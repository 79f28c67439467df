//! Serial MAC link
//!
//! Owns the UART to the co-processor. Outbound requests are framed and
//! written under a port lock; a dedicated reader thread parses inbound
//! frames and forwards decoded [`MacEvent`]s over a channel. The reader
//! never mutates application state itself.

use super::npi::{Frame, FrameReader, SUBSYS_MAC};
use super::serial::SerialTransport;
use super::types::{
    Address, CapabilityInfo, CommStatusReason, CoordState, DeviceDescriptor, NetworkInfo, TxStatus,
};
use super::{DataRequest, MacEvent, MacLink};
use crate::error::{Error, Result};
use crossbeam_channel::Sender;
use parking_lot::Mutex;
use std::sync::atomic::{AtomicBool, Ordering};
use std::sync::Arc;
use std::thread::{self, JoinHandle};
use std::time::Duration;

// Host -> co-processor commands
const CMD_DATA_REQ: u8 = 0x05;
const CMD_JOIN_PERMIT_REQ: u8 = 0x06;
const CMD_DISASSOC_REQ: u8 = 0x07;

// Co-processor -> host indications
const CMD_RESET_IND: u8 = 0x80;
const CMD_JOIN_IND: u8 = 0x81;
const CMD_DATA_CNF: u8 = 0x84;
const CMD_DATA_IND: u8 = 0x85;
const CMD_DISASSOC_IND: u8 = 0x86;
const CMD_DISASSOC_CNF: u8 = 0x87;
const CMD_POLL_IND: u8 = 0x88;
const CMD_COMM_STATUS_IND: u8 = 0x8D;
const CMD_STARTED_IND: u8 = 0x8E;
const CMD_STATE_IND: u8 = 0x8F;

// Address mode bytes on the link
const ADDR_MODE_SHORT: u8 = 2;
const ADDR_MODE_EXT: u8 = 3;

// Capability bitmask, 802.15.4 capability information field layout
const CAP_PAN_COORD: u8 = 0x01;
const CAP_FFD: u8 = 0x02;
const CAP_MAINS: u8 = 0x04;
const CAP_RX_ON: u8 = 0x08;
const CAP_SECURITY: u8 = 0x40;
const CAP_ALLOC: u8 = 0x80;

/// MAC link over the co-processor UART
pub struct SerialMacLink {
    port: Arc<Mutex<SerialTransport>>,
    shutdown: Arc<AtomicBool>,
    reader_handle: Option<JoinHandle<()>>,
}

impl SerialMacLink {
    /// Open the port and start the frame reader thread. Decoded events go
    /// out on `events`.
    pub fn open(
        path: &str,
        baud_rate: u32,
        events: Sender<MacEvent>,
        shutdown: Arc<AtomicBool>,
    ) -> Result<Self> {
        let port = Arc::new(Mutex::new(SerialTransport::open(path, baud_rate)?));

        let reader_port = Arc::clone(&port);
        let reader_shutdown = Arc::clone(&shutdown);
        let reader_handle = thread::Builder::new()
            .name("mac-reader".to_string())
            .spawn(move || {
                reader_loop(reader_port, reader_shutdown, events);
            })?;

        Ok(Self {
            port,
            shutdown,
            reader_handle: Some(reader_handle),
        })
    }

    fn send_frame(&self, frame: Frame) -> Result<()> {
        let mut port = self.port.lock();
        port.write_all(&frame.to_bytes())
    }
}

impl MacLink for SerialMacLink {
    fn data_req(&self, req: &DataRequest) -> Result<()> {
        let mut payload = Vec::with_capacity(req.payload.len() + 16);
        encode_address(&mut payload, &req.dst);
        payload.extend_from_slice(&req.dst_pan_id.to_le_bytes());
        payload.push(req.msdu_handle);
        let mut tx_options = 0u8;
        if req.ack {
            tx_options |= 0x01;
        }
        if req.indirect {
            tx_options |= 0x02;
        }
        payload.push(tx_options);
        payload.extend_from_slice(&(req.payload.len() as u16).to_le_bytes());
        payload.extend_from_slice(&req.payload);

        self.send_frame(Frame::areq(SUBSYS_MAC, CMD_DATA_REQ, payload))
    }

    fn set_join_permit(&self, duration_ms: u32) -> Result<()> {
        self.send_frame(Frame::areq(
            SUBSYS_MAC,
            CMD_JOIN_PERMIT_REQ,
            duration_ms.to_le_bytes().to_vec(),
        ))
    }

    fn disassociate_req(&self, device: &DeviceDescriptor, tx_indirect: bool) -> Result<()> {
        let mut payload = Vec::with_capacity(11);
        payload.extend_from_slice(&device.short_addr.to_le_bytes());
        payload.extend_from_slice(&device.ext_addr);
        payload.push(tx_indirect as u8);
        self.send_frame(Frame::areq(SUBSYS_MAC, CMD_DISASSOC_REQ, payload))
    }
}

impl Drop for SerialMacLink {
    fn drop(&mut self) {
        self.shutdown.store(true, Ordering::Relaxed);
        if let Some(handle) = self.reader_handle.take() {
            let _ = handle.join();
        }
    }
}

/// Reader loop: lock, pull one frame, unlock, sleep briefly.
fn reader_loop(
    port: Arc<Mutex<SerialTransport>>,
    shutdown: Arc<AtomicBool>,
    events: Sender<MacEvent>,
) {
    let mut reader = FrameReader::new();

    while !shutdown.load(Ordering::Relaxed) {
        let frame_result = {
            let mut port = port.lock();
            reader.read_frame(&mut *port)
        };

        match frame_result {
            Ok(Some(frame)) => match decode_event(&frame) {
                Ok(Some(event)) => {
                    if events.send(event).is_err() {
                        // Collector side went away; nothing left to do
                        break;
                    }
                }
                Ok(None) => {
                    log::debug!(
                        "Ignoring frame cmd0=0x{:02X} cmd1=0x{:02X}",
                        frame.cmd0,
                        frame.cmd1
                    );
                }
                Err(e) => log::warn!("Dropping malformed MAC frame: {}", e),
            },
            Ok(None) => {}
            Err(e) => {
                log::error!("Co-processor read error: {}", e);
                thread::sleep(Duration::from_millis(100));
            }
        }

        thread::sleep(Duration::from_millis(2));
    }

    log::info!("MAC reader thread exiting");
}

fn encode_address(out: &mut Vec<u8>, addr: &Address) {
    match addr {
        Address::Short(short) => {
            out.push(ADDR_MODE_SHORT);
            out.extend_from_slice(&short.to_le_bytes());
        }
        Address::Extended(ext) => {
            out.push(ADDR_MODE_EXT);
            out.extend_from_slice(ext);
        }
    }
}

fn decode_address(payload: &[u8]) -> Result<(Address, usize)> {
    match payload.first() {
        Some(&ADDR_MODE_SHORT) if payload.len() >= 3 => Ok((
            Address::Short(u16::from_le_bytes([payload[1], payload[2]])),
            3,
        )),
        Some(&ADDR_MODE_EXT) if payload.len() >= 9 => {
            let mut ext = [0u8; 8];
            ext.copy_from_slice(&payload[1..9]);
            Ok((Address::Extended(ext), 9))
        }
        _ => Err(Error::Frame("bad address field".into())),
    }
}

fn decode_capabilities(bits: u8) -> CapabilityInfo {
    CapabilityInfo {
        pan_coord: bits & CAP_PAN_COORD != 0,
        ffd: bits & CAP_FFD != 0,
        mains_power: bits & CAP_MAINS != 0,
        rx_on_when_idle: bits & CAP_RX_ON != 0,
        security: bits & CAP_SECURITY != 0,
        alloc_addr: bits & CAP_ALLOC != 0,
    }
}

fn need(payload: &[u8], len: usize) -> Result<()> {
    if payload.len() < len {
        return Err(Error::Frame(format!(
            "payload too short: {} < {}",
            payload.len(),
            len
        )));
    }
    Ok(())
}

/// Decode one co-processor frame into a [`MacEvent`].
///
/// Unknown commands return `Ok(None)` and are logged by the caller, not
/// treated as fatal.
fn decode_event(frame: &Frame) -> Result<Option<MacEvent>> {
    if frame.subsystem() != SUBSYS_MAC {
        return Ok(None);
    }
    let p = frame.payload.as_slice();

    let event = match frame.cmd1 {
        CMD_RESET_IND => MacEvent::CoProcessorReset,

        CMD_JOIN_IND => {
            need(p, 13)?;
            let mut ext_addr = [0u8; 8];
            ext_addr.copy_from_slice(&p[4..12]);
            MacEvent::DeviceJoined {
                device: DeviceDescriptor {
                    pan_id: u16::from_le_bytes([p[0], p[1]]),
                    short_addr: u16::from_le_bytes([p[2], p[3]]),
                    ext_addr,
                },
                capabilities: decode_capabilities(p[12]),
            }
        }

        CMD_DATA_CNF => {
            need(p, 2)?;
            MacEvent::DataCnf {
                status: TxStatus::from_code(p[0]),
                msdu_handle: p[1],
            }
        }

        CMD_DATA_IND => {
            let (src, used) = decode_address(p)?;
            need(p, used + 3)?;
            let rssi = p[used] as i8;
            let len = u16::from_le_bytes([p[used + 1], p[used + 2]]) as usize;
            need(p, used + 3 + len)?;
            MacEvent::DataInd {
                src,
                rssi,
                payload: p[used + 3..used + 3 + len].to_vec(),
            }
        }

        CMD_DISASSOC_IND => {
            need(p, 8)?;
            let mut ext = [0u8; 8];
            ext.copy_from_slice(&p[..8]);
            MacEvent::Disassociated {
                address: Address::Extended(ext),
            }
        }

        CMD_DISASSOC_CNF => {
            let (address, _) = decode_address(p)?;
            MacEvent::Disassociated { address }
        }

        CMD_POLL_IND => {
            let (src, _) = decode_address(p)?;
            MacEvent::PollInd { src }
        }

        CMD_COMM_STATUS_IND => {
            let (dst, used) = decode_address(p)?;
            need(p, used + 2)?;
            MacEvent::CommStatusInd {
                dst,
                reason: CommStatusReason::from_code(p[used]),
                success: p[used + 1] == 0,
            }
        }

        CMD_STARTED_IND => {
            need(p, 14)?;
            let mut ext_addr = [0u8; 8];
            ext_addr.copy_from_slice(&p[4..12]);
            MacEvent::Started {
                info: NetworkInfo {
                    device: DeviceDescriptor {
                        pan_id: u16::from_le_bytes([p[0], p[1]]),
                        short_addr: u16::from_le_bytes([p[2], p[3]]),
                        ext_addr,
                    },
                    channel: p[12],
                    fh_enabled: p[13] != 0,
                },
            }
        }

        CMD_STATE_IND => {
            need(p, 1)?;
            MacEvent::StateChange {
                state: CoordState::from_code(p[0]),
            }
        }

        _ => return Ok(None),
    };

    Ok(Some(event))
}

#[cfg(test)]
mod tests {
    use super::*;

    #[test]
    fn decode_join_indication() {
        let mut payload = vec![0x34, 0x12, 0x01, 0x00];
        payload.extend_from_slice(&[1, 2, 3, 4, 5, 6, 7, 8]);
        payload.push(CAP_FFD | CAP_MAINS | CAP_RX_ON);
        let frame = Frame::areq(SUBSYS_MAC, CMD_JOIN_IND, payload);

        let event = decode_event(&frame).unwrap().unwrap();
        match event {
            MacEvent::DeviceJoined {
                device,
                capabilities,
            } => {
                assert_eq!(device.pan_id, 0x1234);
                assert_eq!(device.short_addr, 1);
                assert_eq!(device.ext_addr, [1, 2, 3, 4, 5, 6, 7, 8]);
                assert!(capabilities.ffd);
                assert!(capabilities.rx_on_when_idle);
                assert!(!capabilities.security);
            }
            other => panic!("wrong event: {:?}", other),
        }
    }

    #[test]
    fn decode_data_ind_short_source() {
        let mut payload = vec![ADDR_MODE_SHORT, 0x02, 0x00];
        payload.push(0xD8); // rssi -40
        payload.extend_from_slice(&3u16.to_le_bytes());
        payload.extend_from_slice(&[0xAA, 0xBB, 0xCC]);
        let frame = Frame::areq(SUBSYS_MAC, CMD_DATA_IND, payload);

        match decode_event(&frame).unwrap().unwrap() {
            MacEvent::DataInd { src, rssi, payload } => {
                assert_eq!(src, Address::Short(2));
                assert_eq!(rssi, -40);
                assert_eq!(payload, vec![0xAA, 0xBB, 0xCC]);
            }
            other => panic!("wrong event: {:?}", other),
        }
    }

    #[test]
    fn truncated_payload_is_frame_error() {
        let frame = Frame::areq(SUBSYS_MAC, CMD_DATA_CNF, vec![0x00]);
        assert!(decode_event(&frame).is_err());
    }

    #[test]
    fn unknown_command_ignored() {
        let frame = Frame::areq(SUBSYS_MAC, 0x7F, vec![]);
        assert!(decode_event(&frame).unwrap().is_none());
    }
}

→ Aim of the exercise
Lines with "used" in the records above: copy every one of them.

→ Expected answer
            let (src, used) = decode_address(p)?;
            need(p, used + 3)?;
            let rssi = p[used] as i8;
            let len = u16::from_le_bytes([p[used + 1], p[used + 2]]) as usize;
            need(p, used + 3 + len)?;
                payload: p[used + 3..used + 3 + len].to_vec(),
            let (dst, used) = decode_address(p)?;
            need(p, used + 2)?;
                reason: CommStatusReason::from_code(p[used]),
                success: p[used + 1] == 0,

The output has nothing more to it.